• **What this task involves**
Check each line of the listing for the string "fields". Copy those where it appears.

• **Input material**
----------------

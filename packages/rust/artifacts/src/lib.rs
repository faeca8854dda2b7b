//! Zip packing and unpacking of artifact directory trees.
//!
//! Pipeline artifacts are plain zip files: a central directory plus one
//! deflate-compressed payload per entry. [`extract_archive`] reproduces the
//! full entry tree under a target directory, and [`create_archive`] packs a
//! directory's contents (not the directory itself) with relative,
//! `/`-separated entry names.

use std::fs::File;
use std::io::{BufReader, BufWriter};
use std::path::{Path, PathBuf};

use tracing::{debug, info, instrument};
use walkdir::WalkDir;
use zip::write::SimpleFileOptions;
use zip::{CompressionMethod, ZipArchive, ZipWriter};

use sitegen_shared::{Result, SitegenError};

/// Permissions recorded for entries when the platform has none to offer.
const DEFAULT_FILE_MODE: u32 = 0o644;
const DEFAULT_DIR_MODE: u32 = 0o755;

/// Counts from packing a directory.
#[derive(Debug, Clone, Copy, Default, PartialEq, Eq)]
pub struct PackSummary {
    pub files: usize,
    pub directories: usize,
}

// ---------------------------------------------------------------------------
// Unpack
// ---------------------------------------------------------------------------

/// Extract every entry of the zip at `archive` into `dest`.
///
/// Nested directories are created as needed and relative paths preserved.
/// Returns the number of entries in the archive.
#[instrument(skip_all, fields(archive = %archive.display(), dest = %dest.display()))]
pub fn extract_archive(archive: &Path, dest: &Path) -> Result<usize> {
    let file = File::open(archive).map_err(|e| SitegenError::io(archive, e))?;

    let mut zip = ZipArchive::new(BufReader::new(file))
        .map_err(|e| SitegenError::archive(format!("{}: {e}", archive.display())))?;
    let entries = zip.len();

    zip.extract(dest).map_err(|e| {
        SitegenError::archive(format!(
            "failed to extract {} into {}: {e}",
            archive.display(),
            dest.display()
        ))
    })?;

    info!(entries, "archive extracted");
    Ok(entries)
}

// ---------------------------------------------------------------------------
// Pack
// ---------------------------------------------------------------------------

/// Zip the full contents of `src_dir` into a new file at `archive`.
///
/// Hidden entries and empty directories are included; symlinks are followed.
#[instrument(skip_all, fields(src = %src_dir.display(), archive = %archive.display()))]
pub fn create_archive(src_dir: &Path, archive: &Path) -> Result<PackSummary> {
    let file = File::create(archive).map_err(|e| SitegenError::io(archive, e))?;
    let mut zip = ZipWriter::new(BufWriter::new(file));
    let mut summary = PackSummary::default();

    let walker = WalkDir::new(src_dir)
        .min_depth(1)
        .follow_links(true)
        .sort_by_file_name();

    for entry in walker {
        let entry = entry.map_err(|e| walk_error(src_dir, e))?;
        let path = entry.path();
        let name = entry_name(src_dir, path)?;
        let metadata = entry.metadata().map_err(|e| walk_error(src_dir, e))?;

        if metadata.is_dir() {
            let options = entry_options(unix_mode(&metadata).unwrap_or(DEFAULT_DIR_MODE));
            zip.add_directory(name.clone(), options)
                .map_err(|e| SitegenError::archive(format!("{name}: {e}")))?;
            summary.directories += 1;
        } else {
            let options = entry_options(unix_mode(&metadata).unwrap_or(DEFAULT_FILE_MODE));
            zip.start_file(name.clone(), options)
                .map_err(|e| SitegenError::archive(format!("{name}: {e}")))?;
            let mut input = File::open(path).map_err(|e| SitegenError::io(path, e))?;
            std::io::copy(&mut input, &mut zip).map_err(|e| SitegenError::io(path, e))?;
            summary.files += 1;
        }
        debug!(entry = %name, "added to archive");
    }

    zip.finish()
        .map_err(|e| SitegenError::archive(format!("{}: {e}", archive.display())))?;

    info!(
        files = summary.files,
        directories = summary.directories,
        "archive created"
    );
    Ok(summary)
}

fn entry_options(mode: u32) -> SimpleFileOptions {
    SimpleFileOptions::default()
        .compression_method(CompressionMethod::Deflated)
        .unix_permissions(mode)
}

/// Relative `/`-separated entry name for `path` under `root`.
fn entry_name(root: &Path, path: &Path) -> Result<String> {
    let rel = path.strip_prefix(root).map_err(|_| {
        SitegenError::archive(format!(
            "{} is outside {}",
            path.display(),
            root.display()
        ))
    })?;
    Ok(rel
        .components()
        .map(|c| c.as_os_str().to_string_lossy())
        .collect::<Vec<_>>()
        .join("/"))
}

fn walk_error(root: &Path, err: walkdir::Error) -> SitegenError {
    let path: PathBuf = err.path().map(Path::to_path_buf).unwrap_or_else(|| root.to_path_buf());
    match err.into_io_error() {
        Some(io) => SitegenError::io(path, io),
        None => SitegenError::archive(format!("filesystem loop at {}", path.display())),
    }
}

#[cfg(unix)]
fn unix_mode(metadata: &std::fs::Metadata) -> Option<u32> {
    use std::os::unix::fs::PermissionsExt;
    Some(metadata.permissions().mode())
}

#[cfg(not(unix))]
fn unix_mode(_metadata: &std::fs::Metadata) -> Option<u32> {
    None
}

----------------

• **Result of the exercise**
#[instrument(skip_all, fields(archive = %archive.display(), dest = %dest.display()))]
#[instrument(skip_all, fields(src = %src_dir.display(), archive = %archive.display()))]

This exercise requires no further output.